## Problem to work on
Keeping every line intact, repeat the data word for word.

## Record excerpts

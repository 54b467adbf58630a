//! Deterministic run fingerprint generator used by CI cross-host comparison.

use proptest as _;
use rstest as _;
use rv32i_core::{Memory, SingleHartCpu};
#[cfg(feature = "serde")]
use serde as _;
use thiserror as _;

fn hash_bytes(hash: &mut u64, bytes: &[u8]) {
    for byte in bytes {
        *hash ^= u64::from(*byte);
        *hash = hash.wrapping_mul(0x1000_0000_01B3);
    }
}

fn fingerprint() -> String {
    let mut mem = Memory::new(0x100);

    // Sum 5+4+3+2+1 into x6, store the result at 0x40, then stop.
    let program: [u32; 7] = [
        0x0050_0293, // addi x5,x0,5
        0x0000_0313, // addi x6,x0,0
        0x0053_0333, // add  x6,x6,x5
        0xfff2_8293, // addi x5,x5,-1
        0xfe02_9ce3, // bne  x5,x0,-8
        0x0460_2023, // sw   x6,64(x0)
        0x0010_0073, // ebreak
    ];
    let mut addr = 0;
    for word in program {
        mem.set32(addr, word);
        addr += 4;
    }

    let mut hash = 0xcbf2_9ce4_8422_2325_u64;
    {
        let mut cpu = SingleHartCpu::new(&mut mem);
        cpu.run_to(0, &mut std::io::sink())
            .expect("sink writes cannot fail");

        hash_bytes(&mut hash, &cpu.hart().insn_counter().to_le_bytes());
        hash_bytes(&mut hash, cpu.hart().halt_reason().as_str().as_bytes());
        hash_bytes(&mut hash, &cpu.hart().pc().to_le_bytes());
        for n in 0..32 {
            hash_bytes(&mut hash, &cpu.hart().reg(n).to_le_bytes());
        }
    }
    for addr in 0..mem.size() {
        hash_bytes(&mut hash, &[mem.get8(addr)]);
    }

    format!("{hash:016x}")
}

fn main() {
    println!("{}", fingerprint());
}
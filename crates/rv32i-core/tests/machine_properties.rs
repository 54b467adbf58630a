//! Property coverage for the universal invariants of the machine model:
//! total decode, the x0 pin, memory clamping, and counter behavior.

#![allow(
    clippy::cast_possible_truncation,
    clippy::cast_possible_wrap,
    clippy::cast_sign_loss
)]

use proptest::prelude::*;
use rstest as _;
use rv32i_core::{decode, render, Hart, Memory, RegisterFile, SingleHartCpu};
#[cfg(feature = "serde")]
use serde as _;
use thiserror as _;

proptest! {
    #[test]
    fn property_any_word_decodes_and_renders(word in any::<u32>(), addr in any::<u32>()) {
        let text = render(addr, &decode(word));
        prop_assert!(!text.is_empty());
    }

    #[test]
    fn property_x0_stays_zero_across_any_single_step(
        word in any::<u32>(),
        seed in prop::collection::vec(any::<i32>(), 31)
    ) {
        let mut mem = Memory::new(64);
        mem.set32(0, word);
        let mut hart = Hart::new(&mut mem);
        for (i, &v) in seed.iter().enumerate() {
            hart.set_reg(i as u32 + 1, v);
        }
        hart.tick_to("", &mut Vec::new()).unwrap();
        prop_assert_eq!(hart.reg(0), 0);
        prop_assert_eq!(hart.insn_counter(), 1);
    }

    #[test]
    fn property_out_of_range_accesses_read_zero_and_drop_writes(
        size in 16u32..0x400,
        offset in 0u32..0x1000,
        value in any::<u8>()
    ) {
        let mut mem = Memory::new(size);
        let addr = mem.size() + offset;
        mem.set8(addr, value);
        prop_assert_eq!(mem.get8(addr), 0);
    }

    #[test]
    fn property_in_range_bytes_round_trip(
        addr in 0u32..64,
        value in any::<u8>()
    ) {
        let mut mem = Memory::new(64);
        mem.set8(addr, value);
        prop_assert_eq!(mem.get8(addr), value);
    }

    #[test]
    fn property_words_compose_little_endian(addr in prop::sample::select(vec![0u32, 4, 16, 40]), value in any::<u32>()) {
        let mut mem = Memory::new(64);
        mem.set32(addr, value);
        prop_assert_eq!(mem.get32(addr), value);
        prop_assert_eq!(u32::from(mem.get16(addr)), value & 0xffff);
        prop_assert_eq!(u32::from(mem.get16(addr + 2)), value >> 16);
        prop_assert_eq!(u32::from(mem.get8(addr)), value & 0xff);
    }

    #[test]
    fn property_sign_extension_matches_narrow_reinterpretation(addr in 0u32..64, value in any::<u8>()) {
        let mut mem = Memory::new(64);
        mem.set8(addr, value);
        prop_assert_eq!(mem.get8_sx(addr), i32::from(value as i8));
        prop_assert_eq!(mem.get8_sx(addr) as u32 & 0xff, u32::from(value));
    }

    #[test]
    fn property_memory_size_rounds_up_to_sixteen(size in 0u32..0x1_0000) {
        let mem = Memory::new(size);
        prop_assert_eq!(mem.size() % 16, 0);
        prop_assert!(mem.size() >= size);
        prop_assert!(mem.size() < size + 16);
    }

    #[test]
    fn property_register_writes_round_trip_except_x0(n in 1u32..32, value in any::<i32>()) {
        let mut regs = RegisterFile::new();
        regs.set(n, value);
        prop_assert_eq!(regs.get(n), value);
        regs.set(0, value);
        prop_assert_eq!(regs.get(0), 0);
    }

    #[test]
    fn property_exec_limit_bounds_the_fetch_count(limit in 1u64..50) {
        let mut mem = Memory::new(16);
        mem.set32(0, 0x0000_0063); // beq x0,x0,0
        let mut cpu = SingleHartCpu::new(&mut mem);
        cpu.run_to(limit, &mut Vec::new()).unwrap();
        prop_assert_eq!(cpu.hart().insn_counter(), limit);
    }
}
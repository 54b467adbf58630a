#![no_main]

use libfuzzer_sys::fuzz_target;
use rv32i_core::{decode, render, Hart, Memory};

fuzz_target!(|data: &[u8]| {
    if data.len() < 8 {
        return;
    }

    let word = u32::from_le_bytes([data[0], data[1], data[2], data[3]]);
    let addr = u32::from_le_bytes([data[4], data[5], data[6], data[7]]);

    let _ = render(addr, &decode(word));

    let mut mem = Memory::new(0x100);
    let image_end = data.len().min(8 + 0x100);
    let _ = mem.load(&data[8..image_end]);

    let mut hart = Hart::new(&mut mem);
    hart.set_show_instructions(true);
    let mut sink = Vec::new();
    for _ in 0..16 {
        if hart.is_halted() {
            break;
        }
        let _ = hart.tick_to("", &mut sink);
    }
});
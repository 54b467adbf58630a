//! Fixed-width hexadecimal renderers shared by dumps, listings, and traces.

/// Renders a byte as exactly two lowercase hex digits.
#[must_use]
pub fn to_hex8(i: u8) -> String {
    format!("{i:02x}")
}

/// Renders a 32-bit value as exactly eight lowercase hex digits.
#[must_use]
pub fn to_hex32(i: u32) -> String {
    format!("{i:08x}")
}

/// Renders a 32-bit value as `0x` followed by eight lowercase hex digits.
#[must_use]
pub fn to_hex0x32(i: u32) -> String {
    format!("0x{}", to_hex32(i))
}

/// Renders the low 20 bits of a value as `0x` followed by five hex digits.
///
/// Used for the `lui`/`auipc` immediate operand, which the listing shows in
/// its encoded (pre-shift) form.
#[must_use]
pub fn to_hex0x20(i: u32) -> String {
    format!("0x{:05x}", i & 0x000f_ffff)
}

/// Renders the low 12 bits of a value as `0x` followed by three hex digits.
///
/// Used for CSR addresses in `csrr*` operand lists.
#[must_use]
pub fn to_hex0x12(i: u32) -> String {
    format!("0x{:03x}", i & 0x0fff)
}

## Final answer
repository 54b467adbf58630a
//! Deterministic run fingerprint generator used by CI cross-host comparison.

use proptest as _;
use rstest as _;
use rv32i_core::{Memory, SingleHartCpu};
#[cfg(feature = "serde")]
use serde as _;
use thiserror as _;

fn hash_bytes(hash: &mut u64, bytes: &[u8]) {
    for byte in bytes {
        *hash ^= u64::from(*byte);
        *hash = hash.wrapping_mul(0x1000_0000_01B3);
    }
}

fn fingerprint() -> String {
    let mut mem = Memory::new(0x100);

    // Sum 5+4+3+2+1 into x6, store the result at 0x40, then stop.
    let program: [u32; 7] = [
        0x0050_0293, // addi x5,x0,5
        0x0000_0313, // addi x6,x0,0
        0x0053_0333, // add  x6,x6,x5
        0xfff2_8293, // addi x5,x5,-1
        0xfe02_9ce3, // bne  x5,x0,-8
        0x0460_2023, // sw   x6,64(x0)
        0x0010_0073, // ebreak
    ];
    let mut addr = 0;
    for word in program {
        mem.set32(addr, word);
        addr += 4;
    }

    let mut hash = 0xcbf2_9ce4_8422_2325_u64;
    {
        let mut cpu = SingleHartCpu::new(&mut mem);
        cpu.run_to(0, &mut std::io::sink())
            .expect("sink writes cannot fail");

        hash_bytes(&mut hash, &cpu.hart().insn_counter().to_le_bytes());
        hash_bytes(&mut hash, cpu.hart().halt_reason().as_str().as_bytes());
        hash_bytes(&mut hash, &cpu.hart().pc().to_le_bytes());
        for n in 0..32 {
            hash_bytes(&mut hash, &cpu.hart().reg(n).to_le_bytes());
        }
    }
    for addr in 0..mem.size() {
        hash_bytes(&mut hash, &[mem.get8(addr)]);
    }

    format!("{hash:016x}")
}

fn main() {
    println!("{}", fingerprint());
}
filename crates/rv32i-core/tests/machine_properties.rs
repository 54b467adbf58630a
//! Property coverage for the universal invariants of the machine model:
//! total decode, the x0 pin, memory clamping, and counter behavior.

#![allow(
    clippy::cast_possible_truncation,
    clippy::cast_possible_wrap,
    clippy::cast_sign_loss
)]

use proptest::prelude::*;
use rstest as _;
use rv32i_core::{decode, render, Hart, Memory, RegisterFile, SingleHartCpu};
#[cfg(feature = "serde")]
use serde as _;
use thiserror as _;

proptest! {
    #[test]
    fn property_any_word_decodes_and_renders(word in any::<u32>(), addr in any::<u32>()) {
        let text = render(addr, &decode(word));
        prop_assert!(!text.is_empty());
    }

    #[test]
    fn property_x0_stays_zero_across_any_single_step(
        word in any::<u32>(),
        seed in prop::collection::vec(any::<i32>(), 31)
    ) {
        let mut mem = Memory::new(64);
        mem.set32(0, word);
        let mut hart = Hart::new(&mut mem);
        for (i, &v) in seed.iter().enumerate() {
            hart.set_reg(i as u32 + 1, v);
        }
        hart.tick_to("", &mut Vec::new()).unwrap();
        prop_assert_eq!(hart.reg(0), 0);
        prop_assert_eq!(hart.insn_counter(), 1);
    }

    #[test]
    fn property_out_of_range_accesses_read_zero_and_drop_writes(
        size in 16u32..0x400,
        offset in 0u32..0x1000,
        value in any::<u8>()
    ) {
        let mut mem = Memory::new(size);
        let addr = mem.size() + offset;
        mem.set8(addr, value);
        prop_assert_eq!(mem.get8(addr), 0);
    }

    #[test]
    fn property_in_range_bytes_round_trip(
        addr in 0u32..64,
        value in any::<u8>()
    ) {
        let mut mem = Memory::new(64);
        mem.set8(addr, value);
        prop_assert_eq!(mem.get8(addr), value);
    }

    #[test]
    fn property_words_compose_little_endian(addr in prop::sample::select(vec![0u32, 4, 16, 40]), value in any::<u32>()) {
        let mut mem = Memory::new(64);
        mem.set32(addr, value);
        prop_assert_eq!(mem.get32(addr), value);
        prop_assert_eq!(u32::from(mem.get16(addr)), value & 0xffff);
        prop_assert_eq!(u32::from(mem.get16(addr + 2)), value >> 16);
        prop_assert_eq!(u32::from(mem.get8(addr)), value & 0xff);
    }

    #[test]
    fn property_sign_extension_matches_narrow_reinterpretation(addr in 0u32..64, value in any::<u8>()) {
        let mut mem = Memory::new(64);
        mem.set8(addr, value);
        prop_assert_eq!(mem.get8_sx(addr), i32::from(value as i8));
        prop_assert_eq!(mem.get8_sx(addr) as u32 & 0xff, u32::from(value));
    }

    #[test]
    fn property_memory_size_rounds_up_to_sixteen(size in 0u32..0x1_0000) {
        let mem = Memory::new(size);
        prop_assert_eq!(mem.size() % 16, 0);
        prop_assert!(mem.size() >= size);
        prop_assert!(mem.size() < size + 16);
    }

    #[test]
    fn property_register_writes_round_trip_except_x0(n in 1u32..32, value in any::<i32>()) {
        let mut regs = RegisterFile::new();
        regs.set(n, value);
        prop_assert_eq!(regs.get(n), value);
        regs.set(0, value);
        prop_assert_eq!(regs.get(0), 0);
    }

    #[test]
    fn property_exec_limit_bounds_the_fetch_count(limit in 1u64..50) {
        let mut mem = Memory::new(16);
        mem.set32(0, 0x0000_0063); // beq x0,x0,0
        let mut cpu = SingleHartCpu::new(&mut mem);
        cpu.run_to(limit, &mut Vec::new()).unwrap();
        prop_assert_eq!(cpu.hart().insn_counter(), limit);
    }
}
repository 54b467adbf58630a
#![no_main]

use libfuzzer_sys::fuzz_target;
use rv32i_core::{decode, render, Hart, Memory};

fuzz_target!(|data: &[u8]| {
    if data.len() < 8 {
        return;
    }

    let word = u32::from_le_bytes([data[0], data[1], data[2], data[3]]);
    let addr = u32::from_le_bytes([data[4], data[5], data[6], data[7]]);

    let _ = render(addr, &decode(word));

    let mut mem = Memory::new(0x100);
    let image_end = data.len().min(8 + 0x100);
    let _ = mem.load(&data[8..image_end]);

    let mut hart = Hart::new(&mut mem);
    hart.set_show_instructions(true);
    let mut sink = Vec::new();
    for _ in 0..16 {
        if hart.is_halted() {
            break;
        }
        let _ = hart.tick_to("", &mut sink);
    }
});
repository 54b467adbf58630a
//! Fixed-width hexadecimal renderers shared by dumps, listings, and traces.

/// Renders a byte as exactly two lowercase hex digits.
#[must_use]
pub fn to_hex8(i: u8) -> String {
    format!("{i:02x}")
}

/// Renders a 32-bit value as exactly eight lowercase hex digits.
#[must_use]
pub fn to_hex32(i: u32) -> String {
    format!("{i:08x}")
}

/// Renders a 32-bit value as `0x` followed by eight lowercase hex digits.
#[must_use]
pub fn to_hex0x32(i: u32) -> String {
    format!("0x{}", to_hex32(i))
}

/// Renders the low 20 bits of a value as `0x` followed by five hex digits.
///
/// Used for the `lui`/`auipc` immediate operand, which the listing shows in
/// its encoded (pre-shift) form.
#[must_use]
pub fn to_hex0x20(i: u32) -> String {
    format!("0x{:05x}", i & 0x000f_ffff)
}

/// Renders the low 12 bits of a value as `0x` followed by three hex digits.
///
/// Used for CSR addresses in `csrr*` operand lists.
#[must_use]
pub fn to_hex0x12(i: u32) -> String {
    format!("0x{:03x}", i & 0x0fff)
}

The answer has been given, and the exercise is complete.